= Beginning of Section =
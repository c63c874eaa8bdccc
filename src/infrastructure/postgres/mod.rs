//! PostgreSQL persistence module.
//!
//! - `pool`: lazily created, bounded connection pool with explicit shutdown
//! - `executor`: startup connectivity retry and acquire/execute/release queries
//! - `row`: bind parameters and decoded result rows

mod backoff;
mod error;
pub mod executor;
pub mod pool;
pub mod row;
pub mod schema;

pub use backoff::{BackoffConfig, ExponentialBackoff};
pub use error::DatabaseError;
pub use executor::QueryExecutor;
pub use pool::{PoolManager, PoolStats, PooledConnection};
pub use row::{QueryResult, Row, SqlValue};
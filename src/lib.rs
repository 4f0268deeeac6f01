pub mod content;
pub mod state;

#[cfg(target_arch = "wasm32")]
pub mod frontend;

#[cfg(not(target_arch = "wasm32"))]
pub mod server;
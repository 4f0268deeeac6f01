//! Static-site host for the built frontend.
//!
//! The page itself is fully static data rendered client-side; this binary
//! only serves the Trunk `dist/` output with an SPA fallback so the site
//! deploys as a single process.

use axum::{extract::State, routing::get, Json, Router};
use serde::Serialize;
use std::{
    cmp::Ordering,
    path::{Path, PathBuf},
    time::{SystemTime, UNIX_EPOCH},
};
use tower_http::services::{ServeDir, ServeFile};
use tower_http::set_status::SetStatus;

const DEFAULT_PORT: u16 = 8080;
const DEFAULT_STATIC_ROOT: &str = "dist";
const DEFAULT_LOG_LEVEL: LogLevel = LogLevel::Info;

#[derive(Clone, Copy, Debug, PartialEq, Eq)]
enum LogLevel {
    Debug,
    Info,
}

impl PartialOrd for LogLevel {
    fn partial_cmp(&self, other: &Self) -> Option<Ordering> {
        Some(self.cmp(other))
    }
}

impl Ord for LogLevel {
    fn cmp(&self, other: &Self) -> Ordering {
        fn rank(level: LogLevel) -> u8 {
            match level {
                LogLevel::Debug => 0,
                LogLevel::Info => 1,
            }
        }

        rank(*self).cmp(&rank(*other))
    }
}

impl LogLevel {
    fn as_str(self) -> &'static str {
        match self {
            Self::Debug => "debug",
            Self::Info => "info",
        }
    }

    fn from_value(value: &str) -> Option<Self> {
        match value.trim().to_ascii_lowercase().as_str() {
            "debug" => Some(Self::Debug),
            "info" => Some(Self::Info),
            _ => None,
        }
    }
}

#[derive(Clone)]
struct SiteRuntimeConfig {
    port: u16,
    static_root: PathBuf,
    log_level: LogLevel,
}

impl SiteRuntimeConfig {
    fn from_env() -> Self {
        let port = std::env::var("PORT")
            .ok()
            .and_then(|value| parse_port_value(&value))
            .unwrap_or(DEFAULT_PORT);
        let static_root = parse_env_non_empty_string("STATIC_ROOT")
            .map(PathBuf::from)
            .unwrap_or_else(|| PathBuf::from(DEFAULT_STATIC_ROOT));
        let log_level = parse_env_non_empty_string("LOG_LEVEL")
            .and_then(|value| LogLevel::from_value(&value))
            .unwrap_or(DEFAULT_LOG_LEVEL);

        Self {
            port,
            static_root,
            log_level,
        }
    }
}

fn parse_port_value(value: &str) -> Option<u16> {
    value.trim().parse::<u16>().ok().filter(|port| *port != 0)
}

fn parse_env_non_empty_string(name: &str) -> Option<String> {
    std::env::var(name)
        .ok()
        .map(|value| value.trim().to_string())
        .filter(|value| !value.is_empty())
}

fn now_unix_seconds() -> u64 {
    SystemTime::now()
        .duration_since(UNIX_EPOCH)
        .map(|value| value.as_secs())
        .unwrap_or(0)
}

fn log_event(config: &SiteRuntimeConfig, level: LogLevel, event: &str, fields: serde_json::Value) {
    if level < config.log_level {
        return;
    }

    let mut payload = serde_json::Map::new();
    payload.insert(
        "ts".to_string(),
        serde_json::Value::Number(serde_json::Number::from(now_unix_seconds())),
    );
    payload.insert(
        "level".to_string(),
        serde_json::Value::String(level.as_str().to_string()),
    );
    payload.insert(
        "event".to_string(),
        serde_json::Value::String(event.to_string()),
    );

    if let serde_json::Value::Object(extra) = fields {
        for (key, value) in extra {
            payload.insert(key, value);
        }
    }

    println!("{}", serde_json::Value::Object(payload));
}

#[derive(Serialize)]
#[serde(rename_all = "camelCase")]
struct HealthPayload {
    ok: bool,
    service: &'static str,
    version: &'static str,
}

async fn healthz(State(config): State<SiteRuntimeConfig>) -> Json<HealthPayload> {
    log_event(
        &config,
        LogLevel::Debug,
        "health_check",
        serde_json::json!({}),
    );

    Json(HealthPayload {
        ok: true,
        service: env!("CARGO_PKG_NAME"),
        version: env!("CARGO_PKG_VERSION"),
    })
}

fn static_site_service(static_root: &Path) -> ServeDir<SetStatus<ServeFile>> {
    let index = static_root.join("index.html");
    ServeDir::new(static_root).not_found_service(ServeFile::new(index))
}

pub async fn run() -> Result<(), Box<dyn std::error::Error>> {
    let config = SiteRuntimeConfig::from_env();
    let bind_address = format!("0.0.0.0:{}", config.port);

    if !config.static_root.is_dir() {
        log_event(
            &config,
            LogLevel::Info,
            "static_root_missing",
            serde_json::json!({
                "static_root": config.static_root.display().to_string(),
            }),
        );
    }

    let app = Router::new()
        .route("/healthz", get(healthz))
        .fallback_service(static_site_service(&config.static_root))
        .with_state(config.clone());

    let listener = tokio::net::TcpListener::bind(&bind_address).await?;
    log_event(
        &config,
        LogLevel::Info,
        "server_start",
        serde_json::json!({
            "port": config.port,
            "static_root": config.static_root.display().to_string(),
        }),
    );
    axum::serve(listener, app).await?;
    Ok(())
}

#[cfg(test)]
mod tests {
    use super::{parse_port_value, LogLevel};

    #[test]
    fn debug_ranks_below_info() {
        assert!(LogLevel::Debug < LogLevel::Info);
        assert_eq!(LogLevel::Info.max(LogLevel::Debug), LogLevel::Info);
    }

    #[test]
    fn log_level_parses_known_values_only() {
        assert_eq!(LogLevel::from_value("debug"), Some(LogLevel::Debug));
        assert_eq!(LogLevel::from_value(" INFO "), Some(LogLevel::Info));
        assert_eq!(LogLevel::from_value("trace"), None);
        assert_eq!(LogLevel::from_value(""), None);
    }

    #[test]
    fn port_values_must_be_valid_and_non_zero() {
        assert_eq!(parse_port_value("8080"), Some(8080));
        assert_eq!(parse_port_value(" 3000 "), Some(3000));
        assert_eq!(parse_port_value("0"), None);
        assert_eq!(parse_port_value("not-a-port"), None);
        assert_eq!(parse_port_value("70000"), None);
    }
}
= End of Section =
● What to produce
Give every part of the material again, exactly as written.

● Answer box
repository c63c874eaa8bdccc
filename src/infrastructure/postgres/mod.rs
//! PostgreSQL persistence module.
//!
//! - `pool`: lazily created, bounded connection pool with explicit shutdown
//! - `executor`: startup connectivity retry and acquire/execute/release queries
//! - `row`: bind parameters and decoded result rows

mod backoff;
mod error;
pub mod executor;
pub mod pool;
pub mod row;
pub mod schema;

pub use backoff::{BackoffConfig, ExponentialBackoff};
pub use error::DatabaseError;
pub use executor::QueryExecutor;
pub use pool::{PoolManager, PoolStats, PooledConnection};
pub use row::{QueryResult, Row, SqlValue};
filename src/lib.rs
repository 4f0268deeeac6f01
pub mod content;
pub mod state;

#[cfg(target_arch = "wasm32")]
pub mod frontend;

#[cfg(not(target_arch = "wasm32"))]
pub mod server;
repository 4f0268deeeac6f01
//! Static-site host for the built frontend.
//!
//! The page itself is fully static data rendered client-side; this binary
//! only serves the Trunk `dist/` output with an SPA fallback so the site
//! deploys as a single process.

use axum::{extract::State, routing::get, Json, Router};
use serde::Serialize;
use std::{
    cmp::Ordering,
    path::{Path, PathBuf},
    time::{SystemTime, UNIX_EPOCH},
};
use tower_http::services::{ServeDir, ServeFile};
use tower_http::set_status::SetStatus;

const DEFAULT_PORT: u16 = 8080;
const DEFAULT_STATIC_ROOT: &str = "dist";
const DEFAULT_LOG_LEVEL: LogLevel = LogLevel::Info;

#[derive(Clone, Copy, Debug, PartialEq, Eq)]
enum LogLevel {
    Debug,
    Info,
}

impl PartialOrd for LogLevel {
    fn partial_cmp(&self, other: &Self) -> Option<Ordering> {
        Some(self.cmp(other))
    }
}

impl Ord for LogLevel {
    fn cmp(&self, other: &Self) -> Ordering {
        fn rank(level: LogLevel) -> u8 {
            match level {
                LogLevel::Debug => 0,
                LogLevel::Info => 1,
            }
        }

        rank(*self).cmp(&rank(*other))
    }
}

impl LogLevel {
    fn as_str(self) -> &'static str {
        match self {
            Self::Debug => "debug",
            Self::Info => "info",
        }
    }

    fn from_value(value: &str) -> Option<Self> {
        match value.trim().to_ascii_lowercase().as_str() {
            "debug" => Some(Self::Debug),
            "info" => Some(Self::Info),
            _ => None,
        }
    }
}

#[derive(Clone)]
struct SiteRuntimeConfig {
    port: u16,
    static_root: PathBuf,
    log_level: LogLevel,
}

impl SiteRuntimeConfig {
    fn from_env() -> Self {
        let port = std::env::var("PORT")
            .ok()
            .and_then(|value| parse_port_value(&value))
            .unwrap_or(DEFAULT_PORT);
        let static_root = parse_env_non_empty_string("STATIC_ROOT")
            .map(PathBuf::from)
            .unwrap_or_else(|| PathBuf::from(DEFAULT_STATIC_ROOT));
        let log_level = parse_env_non_empty_string("LOG_LEVEL")
            .and_then(|value| LogLevel::from_value(&value))
            .unwrap_or(DEFAULT_LOG_LEVEL);

        Self {
            port,
            static_root,
            log_level,
        }
    }
}

fn parse_port_value(value: &str) -> Option<u16> {
    value.trim().parse::<u16>().ok().filter(|port| *port != 0)
}

fn parse_env_non_empty_string(name: &str) -> Option<String> {
    std::env::var(name)
        .ok()
        .map(|value| value.trim().to_string())
        .filter(|value| !value.is_empty())
}

fn now_unix_seconds() -> u64 {
    SystemTime::now()
        .duration_since(UNIX_EPOCH)
        .map(|value| value.as_secs())
        .unwrap_or(0)
}

fn log_event(config: &SiteRuntimeConfig, level: LogLevel, event: &str, fields: serde_json::Value) {
    if level < config.log_level {
        return;
    }

    let mut payload = serde_json::Map::new();
    payload.insert(
        "ts".to_string(),
        serde_json::Value::Number(serde_json::Number::from(now_unix_seconds())),
    );
    payload.insert(
        "level".to_string(),
        serde_json::Value::String(level.as_str().to_string()),
    );
    payload.insert(
        "event".to_string(),
        serde_json::Value::String(event.to_string()),
    );

    if let serde_json::Value::Object(extra) = fields {
        for (key, value) in extra {
            payload.insert(key, value);
        }
    }

    println!("{}", serde_json::Value::Object(payload));
}

#[derive(Serialize)]
#[serde(rename_all = "camelCase")]
struct HealthPayload {
    ok: bool,
    service: &'static str,
    version: &'static str,
}

async fn healthz(State(config): State<SiteRuntimeConfig>) -> Json<HealthPayload> {
    log_event(
        &config,
        LogLevel::Debug,
        "health_check",
        serde_json::json!({}),
    );

    Json(HealthPayload {
        ok: true,
        service: env!("CARGO_PKG_NAME"),
        version: env!("CARGO_PKG_VERSION"),
    })
}

fn static_site_service(static_root: &Path) -> ServeDir<SetStatus<ServeFile>> {
    let index = static_root.join("index.html");
    ServeDir::new(static_root).not_found_service(ServeFile::new(index))
}

pub async fn run() -> Result<(), Box<dyn std::error::Error>> {
    let config = SiteRuntimeConfig::from_env();
    let bind_address = format!("0.0.0.0:{}", config.port);

    if !config.static_root.is_dir() {
        log_event(
            &config,
            LogLevel::Info,
            "static_root_missing",
            serde_json::json!({
                "static_root": config.static_root.display().to_string(),
            }),
        );
    }

    let app = Router::new()
        .route("/healthz", get(healthz))
        .fallback_service(static_site_service(&config.static_root))
        .with_state(config.clone());

    let listener = tokio::net::TcpListener::bind(&bind_address).await?;
    log_event(
        &config,
        LogLevel::Info,
        "server_start",
        serde_json::json!({
            "port": config.port,
            "static_root": config.static_root.display().to_string(),
        }),
    );
    axum::serve(listener, app).await?;
    Ok(())
}

#[cfg(test)]
mod tests {
    use super::{parse_port_value, LogLevel};

    #[test]
    fn debug_ranks_below_info() {
        assert!(LogLevel::Debug < LogLevel::Info);
        assert_eq!(LogLevel::Info.max(LogLevel::Debug), LogLevel::Info);
    }

    #[test]
    fn log_level_parses_known_values_only() {
        assert_eq!(LogLevel::from_value("debug"), Some(LogLevel::Debug));
        assert_eq!(LogLevel::from_value(" INFO "), Some(LogLevel::Info));
        assert_eq!(LogLevel::from_value("trace"), None);
        assert_eq!(LogLevel::from_value(""), None);
    }

    #[test]
    fn port_values_must_be_valid_and_non_zero() {
        assert_eq!(parse_port_value("8080"), Some(8080));
        assert_eq!(parse_port_value(" 3000 "), Some(3000));
        assert_eq!(parse_port_value("0"), None);
        assert_eq!(parse_port_value("not-a-port"), None);
        assert_eq!(parse_port_value("70000"), None);
    }
}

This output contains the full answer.